Let’s remember, it’s been a month since Cutler last played in a game. What type of shape will he be in once he returns? How much rust will Cutler have to knock off to get back to playing at peak efficiency? Will knocking the rust off result in mistakes and turnovers the Bears can't rebound from at Cleveland or Philadelphia, or wherever the club decides to start him next?
The team allowed Cutler to return to practice for two days last week. Before that, he had only run on a treadmill two days before the Bears brought him back to the practice field. So even if you count those two days last week of practice, and give Cutler an additional week of work leading into Sunday’s game at Cleveland, I’d still be at least a little apprehensive about how the he would perform given the long layoff.
So take personal feelings and preferences out of the equation when looking at this thing and use common sense. McCown is on a hot streak, coming off three consecutive 300-yard passing games. And don’t give me the argument that McCown has faced a slew of bad defenses. Sure he has. But in five years with the Bears, Cutler faced horrid defenses, too. The fact is nobody in Bears history has accomplished what McCown has done over his last three starts.
Does it make him better than Cutler? No. But it might make McCown the better option right now given the situation. At the very least, he's given this staff something to strongly consider in the coming days.

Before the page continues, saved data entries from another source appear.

//! Session token signing and validation (HS256 JWT).

use std::sync::Arc;

use jsonwebtoken::{Algorithm, DecodingKey, EncodingKey, Header, Validation, decode, encode};
use tracing::{info, warn};

use super::AuthError;
use super::claims::SessionClaims;
use super::clock::Clock;

/// Signs and verifies stateless session tokens.
#[derive(Clone)]
pub struct SessionTokenCodec {
    issuer: String,
    encoding_key: EncodingKey,
    decoding_key: DecodingKey,
    validation: Validation,
    clock: Arc<dyn Clock>,
}

impl std::fmt::Debug for SessionTokenCodec {
    fn fmt(&self, f: &mut std::fmt::Formatter<'_>) -> std::fmt::Result {
        f.debug_struct("SessionTokenCodec")
            .field("issuer", &self.issuer)
            .finish_non_exhaustive()
    }
}

impl SessionTokenCodec {
    pub fn new(issuer: impl Into<String>, secret: &[u8], clock: Arc<dyn Clock>) -> Self {
        // Signature and structure only; expiry and issuer are checked
        // against the injected clock after the signature holds.
        let mut validation = Validation::new(Algorithm::HS256);
        validation.validate_exp = false;
        validation.validate_nbf = false;
        validation.validate_aud = false;
        validation.leeway = 0;
        validation.required_spec_claims.clear();

        Self {
            issuer: issuer.into(),
            encoding_key: EncodingKey::from_secret(secret),
            decoding_key: DecodingKey::from_secret(secret),
            validation,
            clock,
        }
    }

    pub fn issuer(&self) -> &str {
        &self.issuer
    }

    /// Mint a token that expires `lifetime_secs` from now.
    pub fn issue(&self, lifetime_secs: u64) -> Result<String, AuthError> {
        let lifetime = i64::try_from(lifetime_secs)
            .map_err(|_| AuthError::Internal(format!("token lifetime too large: {lifetime_secs}")))?;
        let exp = self
            .clock
            .now()
            .timestamp()
            .checked_add(lifetime)
            .ok_or_else(|| AuthError::Internal("token expiry overflows".to_string()))?;

        let claims = SessionClaims::new(self.issuer.clone(), exp);
        encode(&Header::new(Algorithm::HS256), &claims, &self.encoding_key)
            .map_err(|e| AuthError::Internal(e.to_string()))
    }

    /// Check a presented token.
    ///
    /// * absent -> `Ok(false)`
    /// * bad signature / malformed -> `Err(MalformedToken)`
    /// * expired -> `Ok(false)`
    /// * foreign issuer -> `Ok(false)`
    /// * otherwise -> `Ok(true)`
    pub fn validate(&self, token: Option<&str>) -> Result<bool, AuthError> {
        let Some(token) = token.filter(|t| !t.is_empty()) else {
            return Ok(false);
        };

        let data = decode::<SessionClaims>(token, &self.decoding_key, &self.validation).map_err(
            |e| {
                warn!(jwt = %masked_token(token), "session token rejected: {:?}", e.kind());
                AuthError::MalformedToken(format!("{:?}", e.kind()))
            },
        )?;
        let claims = data.claims;

        if claims.is_expired_at(self.clock.now().timestamp()) {
            info!(jwt = %masked_token(token), exp = claims.exp, "token expired");
            return Ok(false);
        }

        if !claims.issued_by(&self.issuer) {
            info!(jwt = %masked_token(token), iss = ?claims.iss, "issuer mismatched");
            return Ok(false);
        }

        Ok(true)
    }
}

/// Hide the signature segment of a compact JWS for log output.
fn masked_token(token: &str) -> String {
    let parts: Vec<&str> = token.split('.').collect();
    match parts.as_slice() {
        [header, payload, _signature] => format!("{header}.{payload}.***"),
        _ => "***".to_string(),
    }
}
//! Time source used for token issuance and expiry checks.

use chrono::{DateTime, Utc};

/// Source of the current instant.
pub trait Clock: Send + Sync {
    fn now(&self) -> DateTime<Utc>;
}

/// Wall clock.
#[derive(Debug, Clone, Copy, Default)]
pub struct SystemClock;

impl Clock for SystemClock {
    fn now(&self) -> DateTime<Utc> {
        Utc::now()
    }
}

/// Clock pinned to a single instant.
#[derive(Debug, Clone, Copy)]
pub struct FixedClock(pub DateTime<Utc>);

impl FixedClock {
    /// Pin the clock to a Unix timestamp in seconds.
    ///
    /// Out-of-range timestamps fall back to the Unix epoch.
    pub fn at_timestamp(secs: i64) -> Self {
        Self(DateTime::from_timestamp(secs, 0).unwrap_or_default())
    }
}

impl Clock for FixedClock {
    fn now(&self) -> DateTime<Utc> {
        self.0
    }
}
//! GitHub OAuth2 client.

use std::time::Duration;

use async_trait::async_trait;
use reqwest::{Client, header};
use serde::{Deserialize, Serialize};
use tracing::debug;

use super::error::{ProviderError, ProviderResult};
use super::types::{ExternalIdentity, TokenRequest, TokenResponse};
use super::IdentityProvider;

pub const DEFAULT_TOKEN_URL: &str = "https://github.com/login/oauth/access_token";
pub const DEFAULT_USER_URL: &str = "https://api.github.com/user";
pub const DEFAULT_AUTHORIZE_URL: &str = "https://github.com/login/oauth/authorize";

const USER_AGENT: &str = concat!("authgate/", env!("CARGO_PKG_VERSION"));

/// GitHub OAuth application settings.
#[derive(Debug, Clone, Serialize, Deserialize)]
#[serde(default, deny_unknown_fields)]
pub struct GitHubConfig {
    /// OAuth application client ID. Supports `env:VAR_NAME`.
    pub client_id: String,
    /// OAuth application client secret. Supports `env:VAR_NAME`.
    pub client_secret: String,
    /// Token endpoint (code -> access token).
    pub token_url: String,
    /// User endpoint (access token -> identity).
    pub user_url: String,
    /// Browser-facing authorization page.
    pub authorize_url: String,
    /// Requested OAuth scope.
    pub scope: String,
    /// Per-request HTTP timeout in seconds.
    pub request_timeout_secs: u64,
}

impl Default for GitHubConfig {
    fn default() -> Self {
        Self {
            client_id: "env:GITHUB_CLIENT_ID".to_string(),
            client_secret: "env:GITHUB_CLIENT_SECRET".to_string(),
            token_url: DEFAULT_TOKEN_URL.to_string(),
            user_url: DEFAULT_USER_URL.to_string(),
            authorize_url: DEFAULT_AUTHORIZE_URL.to_string(),
            scope: "read:user".to_string(),
            request_timeout_secs: 30,
        }
    }
}

/// Client for the GitHub OAuth2 code exchange and user lookup.
#[derive(Debug, Clone)]
pub struct GitHubClient {
    client: Client,
    config: GitHubConfig,
}

impl GitHubClient {
    /// Create a new client. `config` must already have `env:` values resolved.
    pub fn new(config: GitHubConfig) -> ProviderResult<Self> {
        let client = Client::builder()
            .timeout(Duration::from_secs(config.request_timeout_secs))
            .user_agent(USER_AGENT)
            .build()?;

        Ok(Self { client, config })
    }

    /// URL the browser is redirected to in order to start the login flow.
    pub fn authorize_url(&self) -> String {
        format!(
            "{}?client_id={}&scope={}",
            self.config.authorize_url,
            urlencoding::encode(&self.config.client_id),
            urlencoding::encode(&self.config.scope)
        )
    }

    /// Exchange an authorization code for an access token.
    pub async fn get_access_token(&self, code: &str) -> ProviderResult<TokenResponse> {
        let url = &self.config.token_url;
        let response = self
            .client
            .post(url)
            .header(header::ACCEPT, "application/json")
            .json(&TokenRequest {
                client_id: &self.config.client_id,
                client_secret: &self.config.client_secret,
                code,
            })
            .send()
            .await?;

        let token: TokenResponse = self.handle_response(url, response).await?;

        if let Some(code) = token.error.clone() {
            return Err(ProviderError::OAuth {
                code,
                description: token.error_description.clone(),
            });
        }
        if token.access_token.as_deref().is_none_or(str::is_empty) {
            return Err(ProviderError::MissingAccessToken);
        }

        debug!(token_type = ?token.token_type, "exchanged authorization code");
        Ok(token)
    }

    /// Fetch the user owning `access_token`.
    pub async fn get_user(&self, access_token: &str) -> ProviderResult<ExternalIdentity> {
        let url = &self.config.user_url;
        let response = self
            .client
            .get(url)
            .bearer_auth(access_token)
            .header(header::ACCEPT, "application/vnd.github+json")
            .send()
            .await?;

        self.handle_response(url, response).await
    }

    /// Handle response and parse JSON or error.
    async fn handle_response<T: serde::de::DeserializeOwned>(
        &self,
        url: &str,
        response: reqwest::Response,
    ) -> ProviderResult<T> {
        let status = response.status();

        if status.is_success() {
            response
                .json()
                .await
                .map_err(|e| ProviderError::ParseError(format!("{url}: {e}")))
        } else {
            let body = response.text().await.unwrap_or_default();
            Err(ProviderError::UnexpectedStatus {
                url: url.to_string(),
                status: status.as_u16(),
                body,
            })
        }
    }
}

#[async_trait]
impl IdentityProvider for GitHubClient {
    async fn exchange_code(&self, code: &str) -> ProviderResult<TokenResponse> {
        self.get_access_token(code).await
    }

    async fn fetch_identity(&self, access_token: &str) -> ProviderResult<ExternalIdentity> {
        self.get_user(access_token).await
    }
}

-- ESPNChicago.com’s Jeff Dickerson put together his weekly Stock Watch, and surprise, surprise, receiver Alshon Jeffery’s stock continues to rise. Dickerson writes:
"Every week Jeffery seems to make a ridiculous, highlight-reel catch. The second-year wide receiver struck again Monday night when he hauled in a deep McCown pass in the back corner of the south end zone and managed to drag both feet in as he fell out of bounds with two Dallas defenders in the area. Jeffery is on fire. He has a combined 17 catches for 333 yards and three touchdowns in the past two weeks. Already with 75 receptions for 1,193 yards and six touchdowns on the season, Jeffery is playing at a Pro Bowl level. Brandon Marshall is having another incredibly productive season (84-1,090-9), but Jeffery's emergence has been the No. 1 storyline this year in the wide receiver room. The exciting part is the best is yet to come for Jeffery, who doesn't turn 24 until February."